CONTEMPLACIÓN (Contemplatio): haz silencio y en tu interior adora, alaba, bendice y da gracias a Dios. Toma decisiones para tu vida personal, familiar, laboral, escolar y social, y puedas acercarte más a Jesús y a tu prójimo.

Saludos y bendiciones.
La Paz con ustedes.

jueves, 4 de noviembre de 2010

32° domingo ordinario, C (7 noviembre 2010)

Texto a meditar y orar:
Lucas 20, 27-38.

En aquel tiempo, se acercaron a Jesús algunos saduceos. Como los saduceos niegan la resurrección de los muertos, le preguntaron: "Maestro, Moisés nos dejó escrito que si alguno tienen un hermano casado que muere sin haber tenido hijos, se case con la viuda para dar descendencia a su hermano.

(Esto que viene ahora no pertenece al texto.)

//! PBS/Torque backend.
//!
//! Jobs are submitted with `qsub`, listed with `qstat`, inspected with
//! `qstat -f` and cancelled with `qdel`.

pub mod backend;
pub mod parser;
pub mod templates;

pub use backend::PbsBackend;
//! Parsers for SLURM command output.

use std::sync::LazyLock;

use regex::Regex;

use crate::job::JobState;

/// Marker `sbatch` prints when it accepted a job.
pub const SUBMITTED_MARKER: &str = "Submitted batch job";

static EXIT_CODE: LazyLock<Regex> =
    LazyLock::new(|| Regex::new(r"ExitCode=(\d+)").expect("exit code pattern is valid"));

/// SLURM job state, as reported by `squeue`.
#[derive(Debug, Clone, PartialEq, Eq)]
pub enum SlurmState {
    Pending,
    Configuring,
    Running,
    Suspended,
    Completing,
    Completed,
    Cancelled,
    Failed,
    NodeFail,
    Preempted,
    Timeout,
    Unknown(String),
}

impl SlurmState {
    /// Parse a long state name or its two-letter code.
    pub fn parse(token: &str) -> Self {
        match token.trim().to_uppercase().as_str() {
            "PENDING" | "PD" => SlurmState::Pending,
            "CONFIGURING" | "CF" => SlurmState::Configuring,
            "RUNNING" | "R" => SlurmState::Running,
            "SUSPENDED" | "S" => SlurmState::Suspended,
            "COMPLETING" | "CG" => SlurmState::Completing,
            "COMPLETED" | "CD" => SlurmState::Completed,
            "CANCELLED" | "CA" => SlurmState::Cancelled,
            "FAILED" | "F" => SlurmState::Failed,
            "NODE_FAIL" | "NF" => SlurmState::NodeFail,
            "PREEMPTED" | "PR" => SlurmState::Preempted,
            "TIMEOUT" | "TO" => SlurmState::Timeout,
            _ => SlurmState::Unknown(token.to_string()),
        }
    }

    /// The canonical state for this SLURM state.
    ///
    /// Completing jobs count as done; preempted and timed-out jobs as
    /// canceled.
    pub fn job_state(&self) -> JobState {
        match self {
            SlurmState::Pending | SlurmState::Configuring => JobState::Pending,
            SlurmState::Running => JobState::Running,
            SlurmState::Suspended => JobState::Suspended,
            SlurmState::Completing | SlurmState::Completed => JobState::Done,
            SlurmState::Cancelled | SlurmState::Preempted | SlurmState::Timeout => {
                JobState::Canceled
            }
            SlurmState::Failed | SlurmState::NodeFail => JobState::Failed,
            SlurmState::Unknown(_) => JobState::Unknown,
        }
    }
}

/// Extract the job id from `sbatch` output.
///
/// Looks for a line containing "Submitted batch job <ID>" anywhere in the
/// output, since login banners and warnings may come first.
pub fn parse_sbatch_output(output: &str) -> Option<String> {
    output
        .lines()
        .filter(|line| line.contains(SUBMITTED_MARKER))
        .find_map(|line| line.split_whitespace().last())
        .map(str::to_string)
}

/// Parse `squeue -h -o "%i %t"` output into `(id, state code)` pairs.
pub fn parse_squeue_listing(output: &str) -> Vec<(String, String)> {
    output
        .lines()
        .filter_map(|line| {
            let mut fields = line.split_whitespace();
            let id = fields.next()?;
            let state = fields.next()?;
            Some((id.to_string(), state.to_string()))
        })
        .collect()
}

/// Extract the exit code from `scontrol show job` output.
///
/// SLURM reports `ExitCode=<code>:<signal>`; only the code is returned.
pub fn parse_scontrol_exit_code(output: &str) -> Option<i32> {
    EXIT_CODE
        .captures(output)
        .and_then(|captures| captures[1].parse().ok())
}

Hubo una vez siete hermanos, el mayor de los cuales se casó y murió sin dejar hijos. El segundo, el tercero y los demás, hasta el séptimo, tomaron por esposa a la viuda y todos murieron sin dejar sucesión. Por fin murió también la viuda. Ahora bien, cuando llegue la resurrección, ¿de cuál de ellos será esposa la mujer, pues los siete estuvieron casados con ella?"
Jesús les dijo: "En esta vida, hombres y mujeres se casan, pero en la vida futura, los que sean juzgados dignos de ella y de la resurrección de los muertos, no se casarán ni podrán ya morir, porque serán como los ángeles e hijos de Dios, pues él los habrá resucitado.
Y que los muertos resucitan, el mismo Moisés lo indica en el episodio de la zarza, cuando llama al Señor, Dios de Abraham, Dios de Isaac, Dios de Jacob. Porque Dios no es Dios de muertos, sino de vivos, pues para él todos viven".

Lectura (Lectio): Busca leyendo (¿Qué te dice el texto en sí mismo) lee atentamente varias veces el texto evangélico y descubre todos los detalles, personajes, actitudes y relaciones.
Jesús está en Jerusalén y tiene mucha actividad, así nos lo dice el contexto: encuentros con los jefes de Israel, hablan acerca de su autoridad, del impuesto y este tema de la resurrección; porque en ese tiempo había la creencia que para sobrevivir después de la muerte sería a través de los hijos; por eso la ley del Levirato. Aparecen los saduceos (que negaban la resurrección) ante Jesús y le presentan una cuestión: “de quién será esposa si los siete estuvieron casados con ella? que con frecuencia discutían entre ellos y la hacen ahora a Jesús para ridiculizar la resurrección de los muertos. Entonces, Jesús da una respuesta para enseñar la manera en qué es posible la fe en la resurrección de los muertos y cuál es el camino en que deben ser interpretadas las escrituras.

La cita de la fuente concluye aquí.